Hayes volunteered with Hands On Athens, a local organization that assists low-income homeowners in historic neighborhoods with maintaining and restoring their home. With five other students, she helped clean and paint the porch of a Colima Avenue house.
“Coming to Athens, I wanted to find a way to give back to the community just like I did in my hometown,” Hayes said. “Dawg Day of Service was the best way to do that.”
The event, held on Aug. 26, was organized by ServeUGA, part of the Division of Student Affairs‘ Center for Leadership and Service. ServeUGA is dedicated to advancing a culture of service at the university. Dawg Day of Service is just one of several volunteer opportunities the group organizes throughout the year.
Students worked for 15 Athens community service organizations across 19 locations. In addition to Hands On Athens, students volunteered with groups such as Brooklyn Cemetery, Project Safe and the Food Bank of Northeast Georgia.
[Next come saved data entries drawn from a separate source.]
//! Error types for cdefine

use thiserror::Error;

/// cdefine error type
#[derive(Error, Debug)]
pub enum Error {
    #[error("IO error: {0}")]
    Io(#[from] std::io::Error),

    #[error("Configuration error: {0}")]
    Config(String),

    #[error("YAML error: {0}")]
    Yaml(#[from] serde_yaml::Error),

    #[error("JSON error: {0}")]
    Json(#[from] serde_json::Error),

    #[error("Undefined macro: {0}")]
    UndefinedMacro(String),

    #[error("Cyclic macro expansion: {}", .0.join(" -> "))]
    CyclicExpansion(Vec<String>),

    #[error("Ambiguous include {include:?} in {from}: {candidates:?}")]
    AmbiguousInclude {
        include: String,
        from: String,
        candidates: Vec<String>,
    },

    #[error("Macro not found: {0}")]
    NotFound(String),
}

/// Result type alias for cdefine
pub type Result<T> = std::result::Result<T, Error>;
Many of the students volunteering were looking for a way to give back to Athens, which they view as a second home, and to get involved with an organization not necessarily connected to UGA.
“It’s important for UGA students to be involved in the Athens community because the university is such a big part of that community,” said Wesley Peebles, a sophomore ecology and sociology major who volunteered at Brooklyn Cemetery. “Getting involved, giving back and getting to know what’s out there should be a big part of student life.”
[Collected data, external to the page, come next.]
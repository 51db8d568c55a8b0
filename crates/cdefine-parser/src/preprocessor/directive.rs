//! Directive recognition
//!
//! Classifies a logical source line. Lines that do not match any directive
//! pattern are plain text; a malformed directive is never an error.

use cdefine_core::{Definition, DEFAULT_TOKEN};
use once_cell::sync::Lazy;
use regex::Regex;

use super::scanner::strip_inline_comments;

static DEFINE: Lazy<Regex> = Lazy::new(|| {
    Regex::new(concat!(
        r"^#\s*define\s+(?P<name>[A-Za-z_]\w*)",
        r"(?P<paren>\((?P<params>[\w\s,]*)\))?\s*(?P<token>.*)$"
    ))
    .expect("valid define regex")
});
static UNDEF: Lazy<Regex> =
    Lazy::new(|| Regex::new(r"^#\s*undef\s+(?P<name>[A-Za-z_]\w*)").expect("valid undef regex"));
static INCLUDE: Lazy<Regex> = Lazy::new(|| {
    Regex::new(r#"^#\s*include\s*["<](?P<path>[^">]+)[">]"#).expect("valid include regex")
});
static IF: Lazy<Regex> = Lazy::new(|| {
    Regex::new(r"^#\s*if(?P<def>n?def)?\b\s*(?P<cond>.+)$").expect("valid if regex")
});
static ELIF: Lazy<Regex> =
    Lazy::new(|| Regex::new(r"^#\s*elif\b\s*(?P<cond>.+)$").expect("valid elif regex"));
static ELSE: Lazy<Regex> = Lazy::new(|| Regex::new(r"^#\s*else\b").expect("valid else regex"));
static ENDIF: Lazy<Regex> = Lazy::new(|| Regex::new(r"^#\s*endif\b").expect("valid endif regex"));

/// A recognized preprocessor directive
#[derive(Debug, Clone, PartialEq, Eq)]
pub enum Directive {
    /// `#define`, without provenance
    Define(Definition),
    Undef(String),
    /// `#include "path"` or `#include <path>`
    Include(String),
    If(String),
    Ifdef(String),
    Ifndef(String),
    Elif(String),
    Else,
    Endif,
}

impl Directive {
    /// Parse a logical line (leading whitespace allowed)
    pub fn parse(line: &str) -> Option<Directive> {
        let line = line.trim();
        if !line.starts_with('#') {
            return None;
        }

        if let Some(caps) = IF.captures(line) {
            let cond = caps["cond"].trim().to_string();
            return Some(match caps.name("def").map(|m| m.as_str()) {
                Some("def") => Directive::Ifdef(first_word(&cond)),
                Some(_) => Directive::Ifndef(first_word(&cond)),
                None => Directive::If(cond),
            });
        }
        if let Some(caps) = ELIF.captures(line) {
            return Some(Directive::Elif(caps["cond"].trim().to_string()));
        }
        if ELSE.is_match(line) {
            return Some(Directive::Else);
        }
        if ENDIF.is_match(line) {
            return Some(Directive::Endif);
        }
        if let Some(caps) = UNDEF.captures(line) {
            return Some(Directive::Undef(caps["name"].to_string()));
        }
        if let Some(caps) = INCLUDE.captures(line) {
            return Some(Directive::Include(caps["path"].trim().to_string()));
        }
        DEFINE.captures(line).map(|caps| {
            let params = caps.name("paren").map(|_| {
                let params = caps.name("params").map_or("", |m| m.as_str());
                if params.trim().is_empty() {
                    vec![]
                } else {
                    params.split(',').map(|p| p.trim().to_string()).collect()
                }
            });
            Directive::Define(Definition {
                name: caps["name"].to_string(),
                params,
                token: clean_token(caps.name("token").map_or("", |m| m.as_str())),
                location: None,
            })
        })
    }

    /// Whether this directive drives the conditional stack
    pub fn is_conditional(&self) -> bool {
        matches!(
            self,
            Directive::If(_)
                | Directive::Ifdef(_)
                | Directive::Ifndef(_)
                | Directive::Elif(_)
                | Directive::Else
                | Directive::Endif
        )
    }
}

/// Strip comments and blanks from a replacement text, defaulting to `1`
pub fn clean_token(token: &str) -> String {
    let token = strip_inline_comments(token);
    let token = token.trim();
    if token.is_empty() {
        DEFAULT_TOKEN.to_string()
    } else {
        token.to_string()
    }
}

fn first_word(cond: &str) -> String {
    cond.split(|c: char| c.is_whitespace() || c == '(' || c == ')')
        .find(|w| !w.is_empty())
        .unwrap_or_default()
        .to_string()
}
According to Alexandra Case, a senior consumer journalism major and the ServeUGA executive board member who organized Dawg Day of Service, the event exposes students to the variety of volunteer opportunities throughout Athens-Clarke County and encourages them to be involved in the greater community.
“It’s important for UGA students to get outside the school’s bubble and experience the problems and needs of the community,” she said.
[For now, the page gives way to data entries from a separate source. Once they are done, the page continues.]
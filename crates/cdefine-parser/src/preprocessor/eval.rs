//! Expression Evaluator
//!
//! Reduces a fully expanded token string to an integer. Supports C integer
//! literals with suffixes, the fixed-width pseudo types `U8`..`U64` in casts
//! and `sizeof`, and the usual arithmetic, bitwise, comparison and logical
//! operators. Anything else (ternaries, strings, floats, unknown names)
//! yields no value.

use super::scanner::{tokenize, Token, TokenKind};

/// Fixed-width pseudo types and their size in bytes
pub const FIXED_TYPES: [(&str, u32); 4] = [("U8", 1), ("U16", 2), ("U32", 4), ("U64", 8)];

const INTEGER_SUFFIXES: [&str; 7] = ["u", "l", "ul", "ull", "lu", "ll", "llu"];

/// Nesting limit for parentheses and unary operators
const MAX_DEPTH: u32 = 128;

/// Identifiers the evaluator gives meaning to; the expander leaves them alone
pub fn is_reserved(name: &str) -> bool {
    name == "sizeof" || fixed_type_width(name).is_some()
}

fn fixed_type_width(name: &str) -> Option<u32> {
    FIXED_TYPES
        .iter()
        .find(|(ty, _)| *ty == name)
        .map(|(_, width)| *width)
}

/// Evaluate `text`, returning `None` if it is not a closed integer expression
pub fn try_eval(text: &str) -> Option<i128> {
    let tokens = tokenize(text);
    let mut parser = ExprParser {
        tokens: tokens.iter().filter(|t| !t.is_space()).collect(),
        pos: 0,
        dead: 0,
        depth: 0,
    };
    if parser.tokens.is_empty() {
        return None;
    }

    let value = parser.parse_or().ok()?;
    if parser.pos != parser.tokens.len() {
        return None;
    }
    Some(value)
}

/// Evaluate `text` as a condition
pub fn is_truthy(text: &str) -> Option<bool> {
    try_eval(text).map(|v| v != 0)
}

/// Parse one integer literal such as `0x1Fu` or `010`
pub fn parse_int_literal(literal: &str) -> Option<i128> {
    let split = literal
        .rfind(|c: char| !matches!(c, 'u' | 'U' | 'l' | 'L'))
        .map_or(0, |i| i + 1);
    let (digits, suffix) = literal.split_at(split);

    let suffix = suffix.to_ascii_lowercase();
    if !suffix.is_empty() && !INTEGER_SUFFIXES.contains(&suffix.as_str()) {
        return None;
    }
    if digits.is_empty() {
        return None;
    }

    let hex = digits.strip_prefix("0x").or_else(|| digits.strip_prefix("0X"));
    let bin = digits.strip_prefix("0b").or_else(|| digits.strip_prefix("0B"));
    let (radix, body) = if let Some(hex) = hex {
        (16, hex)
    } else if let Some(bin) = bin {
        (2, bin)
    } else if digits.len() > 1 && digits.starts_with('0') {
        (8, &digits[1..])
    } else {
        (10, digits)
    };

    if body.is_empty() || !body.chars().all(|c| c.is_digit(radix)) {
        return None;
    }
    i128::from_str_radix(body, radix).ok()
}

/// Value of a text that is a single integer literal, optionally
/// parenthesized: `5`, `(10u)`, `((0x1F))`.
pub fn integer_literal(text: &str) -> Option<i128> {
    let tokens = tokenize(text);
    let mut tokens: &[Token] = &tokens;

    loop {
        tokens = trim_space(tokens);
        match (tokens.first(), tokens.last()) {
            (Some(first), Some(last))
                if tokens.len() > 2 && first.is_punct("(") && last.is_punct(")") =>
            {
                tokens = &tokens[1..tokens.len() - 1];
            }
            _ => break,
        }
    }

    match tokens {
        [only] if only.kind == TokenKind::Number => parse_int_literal(&only.text),
        _ => None,
    }
}

fn trim_space(tokens: &[Token]) -> &[Token] {
    let start = tokens.iter().position(|t| !t.is_space()).unwrap_or(tokens.len());
    let end = tokens.iter().rposition(|t| !t.is_space()).map_or(start, |i| i + 1);
    &tokens[start..end]
}

#[derive(Debug)]
enum EvalError {
    Syntax,
    Value,
}

type Eval = Result<i128, EvalError>;

/// Recursive-descent evaluator, one method per C precedence level.
///
/// `dead` counts enclosing short-circuited operands; inside them value
/// errors (division by zero, unknown names) are ignored like a lazy
/// `and`/`or` would. `depth` bounds the recursion through unary
/// operators and parentheses.
struct ExprParser<'a> {
    tokens: Vec<&'a Token>,
    pos: usize,
    dead: u32,
    depth: u32,
}

impl<'a> ExprParser<'a> {
    fn peek(&self) -> Option<&'a Token> {
        self.tokens.get(self.pos).copied()
    }

    fn peek_punct(&self, p: &str) -> bool {
        self.peek().map_or(false, |t| t.is_punct(p))
    }

    fn eat_punct(&mut self, p: &str) -> bool {
        if self.peek_punct(p) {
            self.pos += 1;
            true
        } else {
            false
        }
    }

    fn expect_punct(&mut self, p: &str) -> Result<(), EvalError> {
        if self.eat_punct(p) {
            Ok(())
        } else {
            Err(EvalError::Syntax)
        }
    }

    fn value(&self, v: Option<i128>) -> Eval {
        match v {
            Some(v) => Ok(v),
            None if self.dead > 0 => Ok(0),
            None => Err(EvalError::Value),
        }
    }

    fn parse_or(&mut self) -> Eval {
        let mut left = self.parse_and()?;
        while self.eat_punct("||") {
            let skip = left != 0;
            let right = self.parse_dead_if(skip, Self::parse_and)?;
            left = (skip || right != 0) as i128;
        }
        Ok(left)
    }

    fn parse_and(&mut self) -> Eval {
        let mut left = self.parse_bit_or()?;
        while self.eat_punct("&&") {
            let skip = left == 0;
            let right = self.parse_dead_if(skip, Self::parse_bit_or)?;
            left = (!skip && right != 0) as i128;
        }
        Ok(left)
    }

    fn parse_dead_if(&mut self, dead: bool, f: fn(&mut Self) -> Eval) -> Eval {
        if dead {
            self.dead += 1;
        }
        let result = f(self);
        if dead {
            self.dead -= 1;
        }
        result
    }

    fn parse_bit_or(&mut self) -> Eval {
        let mut left = self.parse_bit_xor()?;
        while self.eat_punct("|") {
            left |= self.parse_bit_xor()?;
        }
        Ok(left)
    }

    fn parse_bit_xor(&mut self) -> Eval {
        let mut left = self.parse_bit_and()?;
        while self.eat_punct("^") {
            left ^= self.parse_bit_and()?;
        }
        Ok(left)
    }

    fn parse_bit_and(&mut self) -> Eval {
        let mut left = self.parse_equality()?;
        while self.eat_punct("&") {
            left &= self.parse_equality()?;
        }
        Ok(left)
    }

    fn parse_equality(&mut self) -> Eval {
        let mut left = self.parse_relational()?;
        loop {
            if self.eat_punct("==") {
                left = (left == self.parse_relational()?) as i128;
            } else if self.eat_punct("!=") {
                left = (left != self.parse_relational()?) as i128;
            } else {
                return Ok(left);
            }
        }
    }

    fn parse_relational(&mut self) -> Eval {
        let mut left = self.parse_shift()?;
        loop {
            let op = match self.peek() {
                Some(t)
                    if t.kind == TokenKind::Punct
                        && matches!(t.text.as_str(), "<" | ">" | "<=" | ">=") =>
                {
                    t.text.as_str()
                }
                _ => return Ok(left),
            };
            self.pos += 1;
            let right = self.parse_shift()?;
            left = match op {
                "<" => left < right,
                ">" => left > right,
                "<=" => left <= right,
                _ => left >= right,
            } as i128;
        }
    }

    fn parse_shift(&mut self) -> Eval {
        let mut left = self.parse_additive()?;
        loop {
            if self.eat_punct("<<") {
                let right = self.parse_additive()?;
                left = self.value(shift_left(left, right))?;
            } else if self.eat_punct(">>") {
                let right = self.parse_additive()?;
                let shifted = u32::try_from(right).ok().filter(|&n| n < 128).map(|n| left >> n);
                left = self.value(shifted)?;
            } else {
                return Ok(left);
            }
        }
    }

    fn parse_additive(&mut self) -> Eval {
        let mut left = self.parse_multiplicative()?;
        loop {
            if self.eat_punct("+") {
                let right = self.parse_multiplicative()?;
                left = self.value(left.checked_add(right))?;
            } else if self.eat_punct("-") {
                let right = self.parse_multiplicative()?;
                left = self.value(left.checked_sub(right))?;
            } else {
                return Ok(left);
            }
        }
    }

    fn parse_multiplicative(&mut self) -> Eval {
        let mut left = self.parse_unary()?;
        loop {
            if self.eat_punct("*") {
                let right = self.parse_unary()?;
                left = self.value(left.checked_mul(right))?;
            } else if self.eat_punct("/") {
                let right = self.parse_unary()?;
                left = self.value(floor_div(left, right))?;
            } else if self.eat_punct("%") {
                let right = self.parse_unary()?;
                left = self.value(floor_mod(left, right))?;
            } else {
                return Ok(left);
            }
        }
    }

    fn parse_unary(&mut self) -> Eval {
        if self.depth >= MAX_DEPTH {
            return Err(EvalError::Syntax);
        }
        self.depth += 1;
        let result = self.parse_unary_operand();
        self.depth -= 1;
        result
    }

    fn parse_unary_operand(&mut self) -> Eval {
        if self.eat_punct("!") {
            return Ok((self.parse_unary()? == 0) as i128);
        }
        if self.eat_punct("~") {
            return Ok(!self.parse_unary()?);
        }
        if self.eat_punct("-") {
            let v = self.parse_unary()?;
            return self.value(v.checked_neg());
        }
        if self.eat_punct("+") {
            return self.parse_unary();
        }
        if let Some(width) = self.peek_cast() {
            self.pos += 3;
            let v = self.parse_unary()?;
            return Ok(v & width_mask(width));
        }
        self.parse_primary()
    }

    /// `( U8 )` style cast at the cursor
    fn peek_cast(&self) -> Option<u32> {
        match self.tokens.get(self.pos..self.pos + 3)? {
            [open, ty, close]
                if open.is_punct("(") && ty.kind == TokenKind::Ident && close.is_punct(")") =>
            {
                fixed_type_width(&ty.text)
            }
            _ => None,
        }
    }

    fn parse_primary(&mut self) -> Eval {
        let token = self.peek().ok_or(EvalError::Syntax)?;
        self.pos += 1;

        match token.kind {
            TokenKind::Number => parse_int_literal(&token.text).ok_or(EvalError::Syntax),
            TokenKind::Punct if token.text == "(" => {
                let v = self.parse_or()?;
                self.expect_punct(")")?;
                Ok(v)
            }
            TokenKind::Ident if token.text == "sizeof" => {
                self.expect_punct("(")?;
                let ty = self.peek().ok_or(EvalError::Syntax)?;
                self.pos += 1;
                self.expect_punct(")")?;
                self.value(fixed_type_width(&ty.text).map(i128::from))
            }
            // Unresolved name
            TokenKind::Ident => self.value(None),
            _ => Err(EvalError::Syntax),
        }
    }
}

fn width_mask(width: u32) -> i128 {
    (1i128 << (8 * width)) - 1
}

fn shift_left(value: i128, amount: i128) -> Option<i128> {
    let amount = u32::try_from(amount).ok().filter(|&n| n < 127)?;
    value.checked_mul(1i128 << amount)
}

fn floor_div(a: i128, b: i128) -> Option<i128> {
    let q = a.checked_div(b)?;
    if a % b != 0 && ((a < 0) != (b < 0)) {
        q.checked_sub(1)
    } else {
        Some(q)
    }
}

fn floor_mod(a: i128, b: i128) -> Option<i128> {
    let r = a.checked_rem(b)?;
    if r != 0 && ((r < 0) != (b < 0)) {
        Some(r + b)
    } else {
        Some(r)
    }
}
This notion of experiencing Athens and improving the city’s community was reiterated by Mayor Nancy Denson, who spoke to the student volunteers at the Tate Student Center before they began working.
“As students, you’re not just part of the University of Georgia, you’re part of Athens,” she said. “As you give of yourself and learn about our community, I promise you that the University of Georgia experience will be so much richer. You all are going to have fun today, but you’re also going to change lives.”
In Case’s estimation, Dawg Day of Service not only benefits the student, but it also helps the various organizations by providing them with a large cadre of volunteers to complete larger projects.
“This is really great,” said John Kissane, a Hands On Athens administrator directing Hayes and her fellow volunteers. “We couldn’t operate without volunteers and without UGA, so it’s really great that we’ve got students who are so eager to get involved.”
Hayes believes her Dawg Day of Service experience will affect the rest of her future collegiate career.
“I hope that this serves as a catalyst to do more community service projects,” she said. “I hope that it inspires to me to find my own way to give back.”